Bahlul Garayev et un coéquipier se sont dit cette semaine des choses qu'il faudra plus d'une semaine pour effacer. Il ne s'agissait pas de football, et les deux jouent samedi.
AZAL voudra vite oublier celui-là : 4‑0, tous les duels perdus, et un long trajet du retour. Khazar a été impitoyable comme savent l'être les bonnes équipes.
L’offre de Zira pour Vugar Ismayilov a été écoutée puis renvoyée le jour même. Une première offre est rarement faite pour aboutir ; elle sert à mesurer la force avec laquelle la porte se referme.
Ce n'est pas de la profondeur d'effectif et personne ne fait semblant. $710.0K ont été payés parce que Jérémie Gnali est tout simplement meilleur que ce qui était déjà là, et le club a décidé d'arrêter d'attendre.
Une visite médicale, une signature, un maillot brandi devant un panneau de sponsors.

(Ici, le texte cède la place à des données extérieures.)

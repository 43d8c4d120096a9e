use thiserror::Error;

/// Errors raised by training and the surrounding validation.
#[derive(Debug, Error, PartialEq)]
pub enum TrainingError {
    /// Initial matrices not row-stochastic, or shapes inconsistent with the
    /// state/symbol counts.
    #[error("invalid parameters: {0}")]
    InvalidParameters(String),

    /// A sequence byte absent from the alphabet.
    #[error("unknown symbol {symbol:?} at position {position}")]
    UnknownSymbol { symbol: char, position: usize },

    /// Empty observation sequence.
    #[error("empty sequence")]
    EmptySequence,

    /// A normalization divisor was zero (or not finite) during forward,
    /// backward, posterior or re-estimation computation. Fatal for the run.
    #[error("degenerate normalization in {matrix} matrix at index {index} (iteration {iteration})")]
    DegenerateNormalization {
        matrix: &'static str,
        index: usize,
        iteration: usize,
    },
}

impl TrainingError {
    /// Attach the current iteration to a degeneracy raised inside an engine.
    pub fn at_iteration(self, iteration: usize) -> Self {
        match self {
            TrainingError::DegenerateNormalization { matrix, index, .. } => {
                TrainingError::DegenerateNormalization { matrix, index, iteration }
            }
            other => other,
        }
    }
}
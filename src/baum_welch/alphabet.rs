use super::error::TrainingError;

/// Symbol to index map over a small fixed alphabet.
///
/// The map is precomputed into a byte-indexed table so emission lookups
/// never go through a hash map.
pub struct Alphabet {
    index: [i16; 256],
    symbols: Vec<u8>,
}

impl Alphabet {
    pub fn from_symbols(symbols: &str) -> Self {
        let mut index = [-1i16; 256];
        let bytes: Vec<u8> = symbols.bytes().collect();
        for (i, &s) in bytes.iter().enumerate() {
            index[s as usize] = i as i16;
        }
        Self { index, symbols: bytes }
    }

    pub fn len(&self) -> usize {
        self.symbols.len()
    }

    pub fn index_of(&self, symbol: u8) -> Option<usize> {
        let i = self.index[symbol as usize];
        if i < 0 {
            None
        } else {
            Some(i as usize)
        }
    }

    /// Encode a raw sequence into symbol indices, rejecting any byte that is
    /// not part of the alphabet.
    pub fn encode(&self, raw: &str) -> Result<Vec<usize>, TrainingError> {
        let mut encoded = Vec::with_capacity(raw.len());
        for (position, symbol) in raw.bytes().enumerate() {
            match self.index_of(symbol) {
                Some(i) => encoded.push(i),
                None => {
                    return Err(TrainingError::UnknownSymbol {
                        symbol: symbol as char,
                        position,
                    })
                }
            }
        }
        Ok(encoded)
    }
}
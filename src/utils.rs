use csv::ReaderBuilder;
use ndarray::{arr2, Array2, ArrayView1};
use ndarray_csv::Array2Reader;

use std::fs::File;
use std::io::{BufRead, BufReader, Write};
use std::path::PathBuf;

use super::baum_welch::hmm::Hmm;

pub fn read_matrix(path: &PathBuf, nrows: usize, ncols: usize) -> Array2<f64> {
    let file = File::open(path).unwrap();
    let mut reader = ReaderBuilder::new().has_headers(false).from_reader(file);
    reader.deserialize_array2((nrows, ncols)).unwrap()
}

/// Concatenate the sequence lines of a FASTA-like file, skipping headers.
pub fn load_fasta(path: &PathBuf) -> String {
    let file = File::open(path).unwrap();
    let reader = BufReader::new(file);

    let mut sequence = String::new();
    for line in reader.lines() {
        let line = line.unwrap();
        if line.starts_with('>') {
            continue;
        }
        sequence.push_str(line.trim());
    }
    sequence
}

/// Indices of the k highest scores, returned in ascending index order.
pub fn select_top_k(scores: ArrayView1<f64>, k: usize) -> Vec<usize> {
    let mut order: Vec<usize> = (0..scores.len()).collect();
    order.sort_by(|&i, &j| scores[j].partial_cmp(&scores[i]).unwrap());
    order.truncate(k);
    order.sort_unstable();
    order
}

/// Write 1-based positions, one per line.
pub fn write_predictions(path: &PathBuf, positions: &[usize]) {
    let mut file = File::create(path).unwrap();
    for position in positions {
        let s = format!("{}\n", position + 1);
        file.write(s.as_bytes()).expect("Can not write");
    }
}

pub fn write_model(path: &PathBuf, hmm: &Hmm) {
    let file = File::create(path).unwrap();
    serde_json::to_writer_pretty(file, hmm).unwrap();
}

pub fn default_transition() -> Array2<f64> {
    arr2(&[[0.9, 0.1], [0.1, 0.9]])
}

pub fn default_emission() -> Array2<f64> {
    arr2(&[[0.1, 0.1, 0.1, 0.7], [0.25, 0.25, 0.4, 0.1]])
}

pub const DEFAULT_ALPHABET: &str = "xyzn";

pub struct Config {
    input_path: PathBuf,
    output_path: PathBuf,
    hmm_path: Option<PathBuf>,
    model_path: Option<PathBuf>,
    alphabet: String,
    nstates: usize,
    iterations: usize,
    top_k: usize,
    random_init: bool,
}

impl Config {

    fn new() -> Self {
        Self {
            input_path: PathBuf::from("input.fasta"),
            output_path: PathBuf::from("predictions.csv"),
            hmm_path: None,
            model_path: None,
            alphabet: String::from(DEFAULT_ALPHABET),
            nstates: 2,
            iterations: 50,
            top_k: 50000,
            random_init: false,
        }
    }

    pub fn from_config_file(filename: PathBuf) -> Self {
        let mut instance = Config::new();
        let file = match File::open(filename) {
            Ok(f) => f,
            Err(error) => panic!("Can not open config file: {:?}", error),
        };

        let reader = BufReader::new(file);
        for line in reader.lines() {
            let line = line.unwrap();
            if line.is_empty() {
                continue;
            }
            let splits: Vec<&str> = line.split("=").collect();
            if splits.len() != 2 {
                panic!("Wrong line in config file");
            }
            let option = splits[0];
            let value = String::from(splits[1]);
            match option {
                "input_path" => instance.input_path = PathBuf::from(value),
                "output_path" => instance.output_path = PathBuf::from(value),
                "hmm_path" => instance.hmm_path = Some(PathBuf::from(value)),
                "model_path" => instance.model_path = Some(PathBuf::from(value)),
                "alphabet" => instance.alphabet = value,
                "iterations" => instance.iterations = value.parse().unwrap(),
                "top_k" => instance.top_k = value.parse().unwrap(),
                "init" => instance.random_init = match value.as_str() {
                    "random" => true,
                    "given" => false,
                    _ => panic!("Unknown init method: {:?}", value),
                },
                _ => panic!("Unknown option in config file: {:?}", option),
            };
        }
        instance
    }

    pub fn get_transmatrix(&self) -> Array2<f64> {
        match &self.hmm_path {
            Some(dir) => read_matrix(&dir.join("A"), self.nstates, self.nstates),
            None => default_transition(),
        }
    }

    pub fn get_emissionmatrix(&self) -> Array2<f64> {
        match &self.hmm_path {
            Some(dir) => read_matrix(&dir.join("b"), self.nstates, self.alphabet.len()),
            None => default_emission(),
        }
    }

    pub fn input_path(&self) -> &PathBuf {
        &self.input_path
    }

    pub fn output_path(&self) -> &PathBuf {
        &self.output_path
    }

    pub fn model_path(&self) -> Option<&PathBuf> {
        self.model_path.as_ref()
    }

    pub fn alphabet(&self) -> &str {
        &self.alphabet
    }

    pub fn nstates(&self) -> usize {
        self.nstates
    }

    pub fn iterations(&self) -> usize {
        self.iterations
    }

    pub fn top_k(&self) -> usize {
        self.top_k
    }

    pub fn random_init(&self) -> bool {
        self.random_init
    }
}

#[cfg(test)]
mod tests {
    use super::*;
    use ndarray::arr1;

    #[test]
    fn top_k_returns_highest_scores_in_ascending_order() {
        let scores = arr1(&[0.1, 0.9, 0.3, 0.8, 0.2]);
        assert_eq!(select_top_k(scores.view(), 3), vec![1, 2, 3]);
        assert_eq!(select_top_k(scores.view(), 1), vec![1]);
    }

    #[test]
    fn top_k_larger_than_sequence_returns_everything() {
        let scores = arr1(&[0.3, 0.1]);
        assert_eq!(select_top_k(scores.view(), 10), vec![0, 1]);
    }

    #[test]
    fn fasta_headers_and_whitespace_are_dropped() {
        let dir = tempfile::tempdir().unwrap();
        let path = dir.path().join("input.fasta");
        let mut file = File::create(&path).unwrap();
        write!(file, ">seq1 test\nxxnn\nyyzz\n").unwrap();
        assert_eq!(load_fasta(&path), "xxnnyyzz");
    }

    #[test]
    fn predictions_are_written_one_based() {
        let dir = tempfile::tempdir().unwrap();
        let path = dir.path().join("predictions.csv");
        write_predictions(&path, &[0, 4, 7]);
        let written = std::fs::read_to_string(&path).unwrap();
        assert_eq!(written, "1\n5\n8\n");
    }

    #[test]
    fn config_file_overrides_defaults() {
        let dir = tempfile::tempdir().unwrap();
        let path = dir.path().join("config");
        let mut file = File::create(&path).unwrap();
        write!(
            file,
            "input_path=genome.fasta\niterations=10\ntop_k=100\ninit=random\n"
        )
        .unwrap();

        let config = Config::from_config_file(path);
        assert_eq!(config.input_path(), &PathBuf::from("genome.fasta"));
        assert_eq!(config.iterations(), 10);
        assert_eq!(config.top_k(), 100);
        assert!(config.random_init());
        // untouched defaults
        assert_eq!(config.alphabet(), "xyzn");
        assert_eq!(config.nstates(), 2);
        assert!(config.model_path().is_none());
    }

    #[test]
    fn default_matrices_are_row_stochastic() {
        assert!(Hmm::new(default_transition(), default_emission()).is_ok());
    }

    #[test]
    fn matrix_round_trip_through_csv() {
        let dir = tempfile::tempdir().unwrap();
        let path = dir.path().join("A");
        let mut file = File::create(&path).unwrap();
        write!(file, "0.9,0.1\n0.1,0.9\n").unwrap();
        assert_eq!(read_matrix(&path, 2, 2), default_transition());
    }
}
use log::info;
use ndarray::Array2;

use super::backward::Backward;
use super::error::TrainingError;
use super::forward::Forward;
use super::hmm::Hmm;
use super::posterior::Posterior;
use super::reestimation::reestimate;

#[derive(Debug)]
pub struct TrainingOutcome {
    pub hmm: Hmm,
    /// Occupancy of the last E-step, i.e. the posteriors under the
    /// parameters entering the final M-step.
    pub occupancy: Array2<f64>,
}

/// Runs the E-step/M-step loop for a fixed number of iterations, reusing
/// the same forward/backward/posterior matrices throughout.
pub struct Trainer {
    forward: Forward,
    backward: Backward,
    posterior: Posterior,
}

impl Trainer {
    pub fn new(nstates: usize, n: usize) -> Self {
        let forward = Forward::new(nstates, n);
        let backward = Backward::new(nstates, n);
        let posterior = Posterior::new(nstates, n);
        Self { forward, backward, posterior }
    }

    pub fn train(
        &mut self,
        sequence: &[usize],
        mut hmm: Hmm,
        iterations: usize,
    ) -> Result<TrainingOutcome, TrainingError> {
        if sequence.len() != self.posterior.occupancy().ncols() {
            return Err(TrainingError::InvalidParameters(format!(
                "trainer allocated for {} positions, sequence has {}",
                self.posterior.occupancy().ncols(),
                sequence.len()
            )));
        }
        for iteration in 1..=iterations {
            self.forward
                .compute(&hmm, sequence)
                .map_err(|e| e.at_iteration(iteration))?;
            self.backward
                .compute(&hmm, sequence)
                .map_err(|e| e.at_iteration(iteration))?;
            self.posterior
                .compute(&hmm, sequence, self.forward.probs(), self.backward.probs())
                .map_err(|e| e.at_iteration(iteration))?;

            let updated = reestimate(&self.posterior, sequence, hmm.nsymbols())
                .map_err(|e| e.at_iteration(iteration))?;
            info!(
                "iteration {}/{} parameter delta {:.6}",
                iteration,
                iterations,
                updated.delta(&hmm)
            );
            hmm = updated;
        }

        Ok(TrainingOutcome {
            hmm,
            occupancy: self.posterior.occupancy().clone(),
        })
    }
}

/// Train on a full sequence after validating the preconditions.
pub fn train(
    sequence: &[usize],
    hmm: Hmm,
    iterations: usize,
) -> Result<TrainingOutcome, TrainingError> {
    if sequence.is_empty() {
        return Err(TrainingError::EmptySequence);
    }
    if iterations == 0 {
        return Err(TrainingError::InvalidParameters(String::from(
            "iterations must be >= 1",
        )));
    }
    for (position, &symbol) in sequence.iter().enumerate() {
        if symbol >= hmm.nsymbols() {
            return Err(TrainingError::InvalidParameters(format!(
                "symbol index {} at position {} out of range for {} symbols",
                symbol,
                position,
                hmm.nsymbols()
            )));
        }
    }
    Trainer::new(hmm.nstates(), sequence.len()).train(sequence, hmm, iterations)
}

Khazar a fait le plus dur avec Zira, et ce qui reste est la partie que les supporters voient vraiment.
Des conditions ont été proposées et déclinées. Le salaire, le rôle ou la ville, personne à Astra ne le dit, et personne à Khazar n'apprécie de devoir deviner.
Bahlul Garayev et un coéquipier en sont venus aux mots, et pas à propos de football. Un centre d'entraînement est un petit monde, et une longue saison le rapetisse encore.
2 garçons montent, et quelque part dans le bâtiment ceux qui les entraînaient à douze ans vivent en silence la meilleure matinée de leur année de travail. Rien de tout cela n'apparaît dans un résultat, et c'est pour cela que le centre existe.
Jérémie Gnali était le nom de toutes les émissions d'auditeurs, et le club est allé le signer pour $710.0K. Pendant une semaine, la direction ne peut rien faire de mal, une semaine que la plupart des directions n'obtiennent jamais.